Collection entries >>
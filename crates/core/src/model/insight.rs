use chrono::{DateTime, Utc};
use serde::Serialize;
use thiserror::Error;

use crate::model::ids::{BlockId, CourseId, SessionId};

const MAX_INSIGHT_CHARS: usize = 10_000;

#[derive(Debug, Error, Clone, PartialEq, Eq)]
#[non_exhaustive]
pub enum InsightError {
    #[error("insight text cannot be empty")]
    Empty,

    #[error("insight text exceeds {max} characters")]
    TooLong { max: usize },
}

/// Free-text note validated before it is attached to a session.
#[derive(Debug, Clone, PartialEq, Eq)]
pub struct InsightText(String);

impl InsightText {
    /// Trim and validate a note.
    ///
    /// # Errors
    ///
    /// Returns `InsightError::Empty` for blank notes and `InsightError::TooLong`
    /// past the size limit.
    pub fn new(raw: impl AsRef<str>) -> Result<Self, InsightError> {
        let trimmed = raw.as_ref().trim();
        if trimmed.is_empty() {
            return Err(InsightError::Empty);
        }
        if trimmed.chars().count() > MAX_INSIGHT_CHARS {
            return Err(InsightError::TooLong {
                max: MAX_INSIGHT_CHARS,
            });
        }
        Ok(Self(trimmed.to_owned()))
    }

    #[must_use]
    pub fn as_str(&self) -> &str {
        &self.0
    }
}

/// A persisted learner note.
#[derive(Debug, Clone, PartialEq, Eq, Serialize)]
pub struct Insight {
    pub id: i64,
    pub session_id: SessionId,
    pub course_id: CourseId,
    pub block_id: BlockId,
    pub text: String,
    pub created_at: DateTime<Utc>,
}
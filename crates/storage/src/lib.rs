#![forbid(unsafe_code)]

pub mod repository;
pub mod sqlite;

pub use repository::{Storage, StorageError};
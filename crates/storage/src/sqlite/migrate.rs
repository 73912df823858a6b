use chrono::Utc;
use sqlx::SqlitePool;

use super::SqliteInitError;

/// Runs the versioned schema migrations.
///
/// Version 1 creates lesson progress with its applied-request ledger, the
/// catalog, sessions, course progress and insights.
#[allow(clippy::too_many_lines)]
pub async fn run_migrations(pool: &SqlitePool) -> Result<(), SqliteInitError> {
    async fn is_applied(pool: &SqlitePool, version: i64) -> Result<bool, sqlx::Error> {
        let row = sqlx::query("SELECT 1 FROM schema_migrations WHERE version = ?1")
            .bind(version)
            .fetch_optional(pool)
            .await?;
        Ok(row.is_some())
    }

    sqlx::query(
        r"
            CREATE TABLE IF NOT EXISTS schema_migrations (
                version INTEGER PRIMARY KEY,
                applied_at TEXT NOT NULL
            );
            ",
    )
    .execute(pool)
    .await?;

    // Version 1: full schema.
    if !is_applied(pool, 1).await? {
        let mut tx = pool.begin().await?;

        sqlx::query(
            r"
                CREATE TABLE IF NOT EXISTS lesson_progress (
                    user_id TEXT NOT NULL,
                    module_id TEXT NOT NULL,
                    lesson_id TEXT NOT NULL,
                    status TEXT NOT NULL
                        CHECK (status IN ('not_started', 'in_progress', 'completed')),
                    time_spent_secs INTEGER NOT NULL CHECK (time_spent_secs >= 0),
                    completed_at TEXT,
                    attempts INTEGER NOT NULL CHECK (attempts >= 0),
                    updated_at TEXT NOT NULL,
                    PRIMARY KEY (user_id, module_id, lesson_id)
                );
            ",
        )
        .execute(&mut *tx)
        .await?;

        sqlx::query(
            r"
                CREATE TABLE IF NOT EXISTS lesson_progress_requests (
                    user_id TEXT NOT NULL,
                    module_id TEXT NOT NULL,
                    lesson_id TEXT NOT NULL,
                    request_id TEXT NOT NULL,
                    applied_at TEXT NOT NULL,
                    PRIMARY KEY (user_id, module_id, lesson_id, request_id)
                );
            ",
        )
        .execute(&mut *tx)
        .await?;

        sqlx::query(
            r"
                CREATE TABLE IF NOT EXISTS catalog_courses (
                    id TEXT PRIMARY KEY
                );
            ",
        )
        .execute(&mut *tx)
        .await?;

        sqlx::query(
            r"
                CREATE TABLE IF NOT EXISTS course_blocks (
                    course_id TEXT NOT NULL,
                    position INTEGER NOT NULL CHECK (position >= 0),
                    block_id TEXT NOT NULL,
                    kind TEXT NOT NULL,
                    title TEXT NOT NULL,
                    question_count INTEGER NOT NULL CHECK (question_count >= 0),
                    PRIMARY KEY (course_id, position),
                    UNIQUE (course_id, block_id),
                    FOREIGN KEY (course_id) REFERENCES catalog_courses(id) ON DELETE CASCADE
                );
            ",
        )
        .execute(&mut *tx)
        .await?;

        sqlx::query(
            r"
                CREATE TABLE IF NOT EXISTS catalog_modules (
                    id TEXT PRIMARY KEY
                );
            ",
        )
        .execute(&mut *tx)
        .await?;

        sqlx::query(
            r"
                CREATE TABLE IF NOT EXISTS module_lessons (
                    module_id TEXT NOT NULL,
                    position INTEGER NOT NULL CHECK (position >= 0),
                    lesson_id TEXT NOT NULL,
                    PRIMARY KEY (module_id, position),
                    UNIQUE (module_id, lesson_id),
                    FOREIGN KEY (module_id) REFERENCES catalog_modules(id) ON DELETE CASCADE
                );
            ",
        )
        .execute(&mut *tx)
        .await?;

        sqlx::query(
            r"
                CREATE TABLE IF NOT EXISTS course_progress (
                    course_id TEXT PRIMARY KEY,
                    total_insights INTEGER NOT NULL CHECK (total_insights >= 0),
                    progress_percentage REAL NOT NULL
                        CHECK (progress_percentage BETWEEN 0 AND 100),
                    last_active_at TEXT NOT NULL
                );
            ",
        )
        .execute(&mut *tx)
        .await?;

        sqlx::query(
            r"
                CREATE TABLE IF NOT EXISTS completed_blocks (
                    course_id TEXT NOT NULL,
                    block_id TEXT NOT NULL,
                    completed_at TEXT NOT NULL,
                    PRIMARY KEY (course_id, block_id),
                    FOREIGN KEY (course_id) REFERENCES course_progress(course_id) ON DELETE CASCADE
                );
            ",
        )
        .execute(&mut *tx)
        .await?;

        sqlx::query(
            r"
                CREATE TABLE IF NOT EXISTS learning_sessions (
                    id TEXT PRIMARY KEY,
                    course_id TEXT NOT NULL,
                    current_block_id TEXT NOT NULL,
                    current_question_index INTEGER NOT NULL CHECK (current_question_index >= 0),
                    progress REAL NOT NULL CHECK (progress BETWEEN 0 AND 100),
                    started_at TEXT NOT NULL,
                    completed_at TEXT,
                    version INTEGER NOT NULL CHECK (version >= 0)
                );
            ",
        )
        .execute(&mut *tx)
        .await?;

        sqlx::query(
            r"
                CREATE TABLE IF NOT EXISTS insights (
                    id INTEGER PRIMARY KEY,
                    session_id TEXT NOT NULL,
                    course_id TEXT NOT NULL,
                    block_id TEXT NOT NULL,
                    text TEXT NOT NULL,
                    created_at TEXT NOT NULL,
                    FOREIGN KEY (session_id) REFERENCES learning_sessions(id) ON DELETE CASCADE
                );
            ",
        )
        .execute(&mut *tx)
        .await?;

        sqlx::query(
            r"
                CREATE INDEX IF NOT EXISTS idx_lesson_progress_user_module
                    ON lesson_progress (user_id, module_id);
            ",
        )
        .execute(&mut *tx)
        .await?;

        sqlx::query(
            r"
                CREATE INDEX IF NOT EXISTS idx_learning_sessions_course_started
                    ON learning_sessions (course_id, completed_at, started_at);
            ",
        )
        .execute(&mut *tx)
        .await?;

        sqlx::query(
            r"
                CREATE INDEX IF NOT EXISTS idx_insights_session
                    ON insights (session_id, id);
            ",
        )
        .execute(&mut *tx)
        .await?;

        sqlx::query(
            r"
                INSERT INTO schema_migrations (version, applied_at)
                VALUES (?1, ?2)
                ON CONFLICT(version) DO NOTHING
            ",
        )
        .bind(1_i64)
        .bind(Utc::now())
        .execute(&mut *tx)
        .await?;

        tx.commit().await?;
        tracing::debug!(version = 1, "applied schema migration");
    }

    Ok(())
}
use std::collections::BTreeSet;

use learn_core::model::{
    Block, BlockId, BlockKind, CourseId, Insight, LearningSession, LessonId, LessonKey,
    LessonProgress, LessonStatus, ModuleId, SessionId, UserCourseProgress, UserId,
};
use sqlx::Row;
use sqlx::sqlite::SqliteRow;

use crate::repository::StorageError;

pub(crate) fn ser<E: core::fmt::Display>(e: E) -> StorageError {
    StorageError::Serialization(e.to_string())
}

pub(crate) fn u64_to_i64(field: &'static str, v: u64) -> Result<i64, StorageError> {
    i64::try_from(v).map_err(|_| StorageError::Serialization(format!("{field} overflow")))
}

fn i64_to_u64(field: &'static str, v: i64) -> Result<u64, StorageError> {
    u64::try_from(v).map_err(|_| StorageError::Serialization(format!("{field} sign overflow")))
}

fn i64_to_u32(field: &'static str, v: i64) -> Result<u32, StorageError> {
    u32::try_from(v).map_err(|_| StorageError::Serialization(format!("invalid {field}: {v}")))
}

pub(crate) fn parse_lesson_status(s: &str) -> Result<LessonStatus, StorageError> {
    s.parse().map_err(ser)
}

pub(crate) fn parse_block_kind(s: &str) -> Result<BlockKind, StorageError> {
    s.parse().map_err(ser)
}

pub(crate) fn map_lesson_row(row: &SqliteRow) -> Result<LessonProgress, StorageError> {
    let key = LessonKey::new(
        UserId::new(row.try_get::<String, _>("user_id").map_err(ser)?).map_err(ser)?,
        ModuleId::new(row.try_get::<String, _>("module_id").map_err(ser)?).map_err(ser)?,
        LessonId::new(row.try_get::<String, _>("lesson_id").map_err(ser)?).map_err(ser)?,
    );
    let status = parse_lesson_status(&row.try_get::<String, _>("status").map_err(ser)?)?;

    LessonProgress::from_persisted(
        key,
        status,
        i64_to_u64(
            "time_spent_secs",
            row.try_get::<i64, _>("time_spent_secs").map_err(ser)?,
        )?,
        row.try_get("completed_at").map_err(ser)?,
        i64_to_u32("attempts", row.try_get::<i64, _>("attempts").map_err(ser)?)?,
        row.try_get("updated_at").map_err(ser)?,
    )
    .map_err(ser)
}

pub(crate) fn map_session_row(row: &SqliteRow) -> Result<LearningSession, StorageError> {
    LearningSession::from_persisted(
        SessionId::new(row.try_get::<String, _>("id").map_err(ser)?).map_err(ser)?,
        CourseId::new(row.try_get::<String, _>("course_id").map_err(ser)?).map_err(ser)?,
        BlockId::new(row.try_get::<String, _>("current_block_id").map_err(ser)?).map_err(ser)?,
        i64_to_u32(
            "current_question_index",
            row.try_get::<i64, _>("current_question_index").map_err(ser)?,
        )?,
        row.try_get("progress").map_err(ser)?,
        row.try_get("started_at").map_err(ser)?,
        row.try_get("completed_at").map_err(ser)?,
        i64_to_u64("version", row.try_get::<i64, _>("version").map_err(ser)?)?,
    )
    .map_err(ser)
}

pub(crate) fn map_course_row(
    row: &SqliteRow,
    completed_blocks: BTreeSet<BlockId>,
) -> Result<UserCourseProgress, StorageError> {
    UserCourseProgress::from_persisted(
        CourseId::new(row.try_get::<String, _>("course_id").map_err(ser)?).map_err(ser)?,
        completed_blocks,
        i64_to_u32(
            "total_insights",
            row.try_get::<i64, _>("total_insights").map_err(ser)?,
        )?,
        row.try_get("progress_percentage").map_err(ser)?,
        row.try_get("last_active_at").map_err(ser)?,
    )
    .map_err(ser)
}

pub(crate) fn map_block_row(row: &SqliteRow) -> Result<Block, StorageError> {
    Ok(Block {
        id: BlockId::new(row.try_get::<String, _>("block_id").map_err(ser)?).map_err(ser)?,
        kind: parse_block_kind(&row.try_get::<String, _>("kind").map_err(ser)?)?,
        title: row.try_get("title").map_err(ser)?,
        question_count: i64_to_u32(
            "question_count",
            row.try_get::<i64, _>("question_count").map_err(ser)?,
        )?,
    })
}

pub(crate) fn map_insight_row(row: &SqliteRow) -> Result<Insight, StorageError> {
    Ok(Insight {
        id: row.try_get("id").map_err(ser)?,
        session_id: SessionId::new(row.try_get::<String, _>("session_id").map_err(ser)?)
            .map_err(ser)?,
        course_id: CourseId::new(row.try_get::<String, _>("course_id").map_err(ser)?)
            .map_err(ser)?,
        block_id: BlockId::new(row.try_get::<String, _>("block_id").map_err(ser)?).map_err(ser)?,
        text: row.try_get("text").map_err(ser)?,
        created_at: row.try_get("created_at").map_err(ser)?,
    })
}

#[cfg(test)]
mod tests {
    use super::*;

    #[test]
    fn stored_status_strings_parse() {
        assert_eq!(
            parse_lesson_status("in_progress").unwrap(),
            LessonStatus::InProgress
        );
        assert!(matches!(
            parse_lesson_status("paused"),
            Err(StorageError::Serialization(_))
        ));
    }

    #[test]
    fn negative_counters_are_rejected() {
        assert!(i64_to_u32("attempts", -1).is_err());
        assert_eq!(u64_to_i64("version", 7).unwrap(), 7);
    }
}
--
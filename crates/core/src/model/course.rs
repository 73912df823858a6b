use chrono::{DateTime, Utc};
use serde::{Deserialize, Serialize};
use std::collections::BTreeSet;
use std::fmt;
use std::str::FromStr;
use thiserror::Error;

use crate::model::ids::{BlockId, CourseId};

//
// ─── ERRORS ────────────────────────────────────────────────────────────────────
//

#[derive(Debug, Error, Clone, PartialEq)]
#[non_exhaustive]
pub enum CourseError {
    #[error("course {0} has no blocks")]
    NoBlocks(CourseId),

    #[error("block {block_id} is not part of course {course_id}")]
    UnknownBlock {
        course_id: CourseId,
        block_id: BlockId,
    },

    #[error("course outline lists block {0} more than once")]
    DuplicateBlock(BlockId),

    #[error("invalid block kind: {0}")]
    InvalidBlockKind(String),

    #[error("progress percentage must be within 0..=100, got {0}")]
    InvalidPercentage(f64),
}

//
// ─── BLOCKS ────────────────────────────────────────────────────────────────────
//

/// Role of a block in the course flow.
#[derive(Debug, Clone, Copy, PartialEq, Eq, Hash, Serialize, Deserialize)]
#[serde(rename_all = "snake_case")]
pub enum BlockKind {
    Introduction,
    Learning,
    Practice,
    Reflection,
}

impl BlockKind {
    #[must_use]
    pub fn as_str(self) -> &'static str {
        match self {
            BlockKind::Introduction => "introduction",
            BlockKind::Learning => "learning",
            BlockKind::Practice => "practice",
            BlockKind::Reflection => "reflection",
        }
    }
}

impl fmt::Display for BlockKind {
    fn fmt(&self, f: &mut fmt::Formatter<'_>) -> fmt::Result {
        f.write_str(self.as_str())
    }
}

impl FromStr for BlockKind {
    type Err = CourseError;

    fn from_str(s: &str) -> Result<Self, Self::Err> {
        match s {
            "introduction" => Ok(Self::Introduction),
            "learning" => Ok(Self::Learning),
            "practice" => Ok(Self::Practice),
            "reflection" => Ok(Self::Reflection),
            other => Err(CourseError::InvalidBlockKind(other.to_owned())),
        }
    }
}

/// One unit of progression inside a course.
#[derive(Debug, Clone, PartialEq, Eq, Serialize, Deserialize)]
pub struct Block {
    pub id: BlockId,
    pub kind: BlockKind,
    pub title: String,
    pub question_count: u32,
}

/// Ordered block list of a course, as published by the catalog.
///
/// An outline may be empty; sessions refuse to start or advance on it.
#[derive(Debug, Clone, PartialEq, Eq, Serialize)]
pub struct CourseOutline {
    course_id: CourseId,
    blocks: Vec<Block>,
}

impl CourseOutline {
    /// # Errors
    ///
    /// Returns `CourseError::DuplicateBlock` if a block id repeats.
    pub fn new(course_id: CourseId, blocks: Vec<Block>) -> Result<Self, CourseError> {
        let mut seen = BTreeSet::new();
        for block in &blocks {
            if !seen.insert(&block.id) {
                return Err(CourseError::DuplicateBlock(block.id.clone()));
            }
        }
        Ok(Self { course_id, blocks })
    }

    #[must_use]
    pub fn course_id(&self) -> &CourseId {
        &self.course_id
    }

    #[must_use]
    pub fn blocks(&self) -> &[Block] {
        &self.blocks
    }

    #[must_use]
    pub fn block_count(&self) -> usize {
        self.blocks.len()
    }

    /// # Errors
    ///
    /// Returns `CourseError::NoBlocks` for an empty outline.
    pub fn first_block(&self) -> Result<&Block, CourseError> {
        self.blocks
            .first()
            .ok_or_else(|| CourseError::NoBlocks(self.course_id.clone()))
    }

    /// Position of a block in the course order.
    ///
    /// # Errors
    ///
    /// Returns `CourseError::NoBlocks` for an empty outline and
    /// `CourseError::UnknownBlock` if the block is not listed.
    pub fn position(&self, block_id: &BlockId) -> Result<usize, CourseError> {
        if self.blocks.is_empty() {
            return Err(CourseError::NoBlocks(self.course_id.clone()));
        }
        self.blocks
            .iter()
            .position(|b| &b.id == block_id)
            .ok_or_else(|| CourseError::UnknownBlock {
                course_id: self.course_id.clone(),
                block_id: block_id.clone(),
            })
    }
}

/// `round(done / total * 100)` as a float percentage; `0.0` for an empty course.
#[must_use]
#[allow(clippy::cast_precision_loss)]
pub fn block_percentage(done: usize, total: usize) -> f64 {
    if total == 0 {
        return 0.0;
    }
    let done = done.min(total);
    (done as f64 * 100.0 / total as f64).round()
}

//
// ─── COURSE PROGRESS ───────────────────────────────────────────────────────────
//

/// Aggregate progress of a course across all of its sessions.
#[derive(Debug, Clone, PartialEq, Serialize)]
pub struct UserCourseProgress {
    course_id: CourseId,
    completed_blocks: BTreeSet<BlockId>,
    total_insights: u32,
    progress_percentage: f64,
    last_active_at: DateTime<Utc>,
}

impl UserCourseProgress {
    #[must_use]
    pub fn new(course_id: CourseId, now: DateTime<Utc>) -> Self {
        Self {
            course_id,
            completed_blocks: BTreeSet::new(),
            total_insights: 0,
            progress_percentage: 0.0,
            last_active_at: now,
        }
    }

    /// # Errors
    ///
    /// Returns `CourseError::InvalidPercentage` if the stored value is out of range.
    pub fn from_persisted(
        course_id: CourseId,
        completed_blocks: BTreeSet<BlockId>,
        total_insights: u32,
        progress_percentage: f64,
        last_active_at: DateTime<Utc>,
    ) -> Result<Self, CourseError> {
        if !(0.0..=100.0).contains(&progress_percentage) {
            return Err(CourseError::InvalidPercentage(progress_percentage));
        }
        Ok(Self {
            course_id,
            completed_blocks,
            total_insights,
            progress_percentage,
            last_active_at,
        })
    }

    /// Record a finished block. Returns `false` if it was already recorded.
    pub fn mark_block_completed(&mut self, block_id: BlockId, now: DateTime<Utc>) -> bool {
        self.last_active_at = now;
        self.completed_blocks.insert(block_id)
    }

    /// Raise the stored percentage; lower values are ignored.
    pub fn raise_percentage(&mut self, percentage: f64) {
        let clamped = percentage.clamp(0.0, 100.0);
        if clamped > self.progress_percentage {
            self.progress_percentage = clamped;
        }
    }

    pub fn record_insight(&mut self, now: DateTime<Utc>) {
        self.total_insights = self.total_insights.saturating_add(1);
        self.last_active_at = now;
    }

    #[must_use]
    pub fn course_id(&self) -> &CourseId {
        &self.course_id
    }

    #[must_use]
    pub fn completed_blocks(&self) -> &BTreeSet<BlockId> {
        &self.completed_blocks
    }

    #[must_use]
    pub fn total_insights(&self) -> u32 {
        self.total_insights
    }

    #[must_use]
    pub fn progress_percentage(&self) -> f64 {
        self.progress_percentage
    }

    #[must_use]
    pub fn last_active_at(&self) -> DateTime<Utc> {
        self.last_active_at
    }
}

Task details >> Each line above with the word "overflow" needs to be copied.

Response below >>
    i64::try_from(v).map_err(|_| StorageError::Serialization(format!("{field} overflow")))
    u64::try_from(v).map_err(|_| StorageError::Serialization(format!("{field} sign overflow")))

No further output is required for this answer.